Knowles, chief rehabilitator with the Raptor Conservancy of Virginia, and volunteer Paul Balun got to within two feet of the bald eagle, which stared intently at them but made no attempt to fly. Knowles quickly scooped the bird into the net and--avoiding two sets of sharp talons and a fish-tearing beak--carried it over to a waiting plastic transport box.
"Do you think he's OK?" asked Patricia Kurpiel, whose home overlooks the creek, and whose yard the injured eagle had chosen for refuge yesterday morning.
Knowles shook his head. "No."
Gently untangling the bird from the net, he examined the wings and paused at a gash along one leg.
"There are no fractures. There are definitely wounds here," Knowles said. "And there are flies all over. That doesn't look good. Holy smoke."
After a moment, Kurpiel asked quietly, "Can he be saved?"
Knowles shrugged. "I really can't tell you right now. It's extremely weak."
The avian drama began Sunday on the scenic creek, a tributary of the Potomac River to the west of Marlborough Point.
The bird first was spotted sitting in an open boathouse next door owned by Kurpiel's sister, Jane Gallagher. Gallagher's husband, John, saw it and told Kurpiel, who found the eagle sitting on the shore next to her dock yesterday morning.
She called the conservancy, and as she was waiting for rescuers to arrive, the eagle managed to hop up the shoreline to the bank just below her deck. "He opened his wings, and it looked like his beak was hurt."
Kurpiel added, "We see eagles here maybe once a month.

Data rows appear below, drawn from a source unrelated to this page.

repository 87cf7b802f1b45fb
pub mod json;
pub mod memory;

pub use json::JsonFileStorage;
pub use memory::MemoryStorage;
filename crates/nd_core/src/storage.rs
use async_trait::async_trait;

use crate::history::HistoryStore;
use crate::Result;

#[async_trait]
pub trait HistoryStorage: Send + Sync {
    /// Loads the stored history, or an empty one if nothing was stored yet.
    async fn load(&self) -> Result<HistoryStore>;

    /// Replaces the stored history. Must leave the previous state intact if
    /// the write is interrupted.
    async fn persist(&self, history: &HistoryStore) -> Result<()>;
}
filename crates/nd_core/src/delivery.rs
use async_trait::async_trait;

use crate::Result;

#[async_trait]
pub trait DigestSender: Send + Sync {
    async fn send(&self, html_body: &str, subject: &str) -> Result<()>;
}
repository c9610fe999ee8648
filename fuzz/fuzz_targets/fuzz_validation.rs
//! Fuzz testing for validation functions.
//!
//! This fuzz target tests the robustness of the validation module against
//! arbitrary input strings. It ensures that validation functions:
//!
//! - Never panic on any input
//! - Always return a valid Result (Ok or Err)
//! - Handle edge cases like empty strings, long strings, and special characters
//!
//! # Running the Fuzz Tests
//!
//! ```bash
//! # Install cargo-fuzz (requires nightly)
//! cargo +nightly install cargo-fuzz
//!
//! # Run the validation fuzz target
//! cargo +nightly fuzz run fuzz_validation
//!
//! # Run with a time limit (e.g., 60 seconds)
//! cargo +nightly fuzz run fuzz_validation -- -max_total_time=60
//! ```
//!
//! # What This Tests
//!
//! - `validate_identifier`: message-id / correlation-id / lock-token rules
//! - `validate_property_name` / `validate_property_value`: user property rules
//! - `Message::set_message_id` / `set_property`: the same rules applied
//!   through the message surface

#![no_main]

use iothub_device_transport::Message;
use iothub_device_transport::validation::{
    validate_identifier, validate_property_name, validate_property_value,
};
use libfuzzer_sys::fuzz_target;

fuzz_target!(|data: &[u8]| {
    // Try to interpret the bytes as a UTF-8 string for string validation
    if let Ok(s) = std::str::from_utf8(data) {
        // Identifier validation (shouldn't panic)
        let _ = validate_identifier(s, "message-id");
        let _ = validate_identifier(s, "lock-token");

        // Property validation (shouldn't panic)
        let _ = validate_property_name(s);
        let _ = validate_property_value(s);

        // The same rules exercised through the message setters
        let mut message = Message::new(data.to_vec());
        let _ = message.set_message_id(s);
        let _ = message.set_correlation_id(s);
        let _ = message.set_property(s, s);
    }
});
//! Scope guard for cleanup on drop.
//!
//! This is a minimal implementation to avoid adding the `scopeguard`
//! crate as a dependency for a single use case: guaranteeing the
//! reconnect guard is released however the reconnect loop exits.

/// A guard that executes a closure when dropped.
pub struct ScopeGuard<T, F: FnOnce(T)> {
    value: Option<T>,
    dropper: Option<F>,
}

impl<T, F: FnOnce(T)> Drop for ScopeGuard<T, F> {
    fn drop(&mut self) {
        if let (Some(value), Some(dropper)) = (self.value.take(), self.dropper.take()) {
            dropper(value);
        }
    }
}

/// Create a scope guard that will execute `dropper` with `value` when
/// dropped.
pub fn guard<T, F: FnOnce(T)>(value: T, dropper: F) -> ScopeGuard<T, F> {
    ScopeGuard {
        value: Some(value),
        dropper: Some(dropper),
    }
}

We don't see them that often, but when you do, it's a thrill."
She knew there was something terribly wrong with this eagle, and hoped rescuers would arrive before it was too late.
"I rounded up all the cats and the neighbors' dogs" so the bird would not be further traumatized. Kurpiel had called the raptor conservancy two years ago for help when a hawk crashed into her window.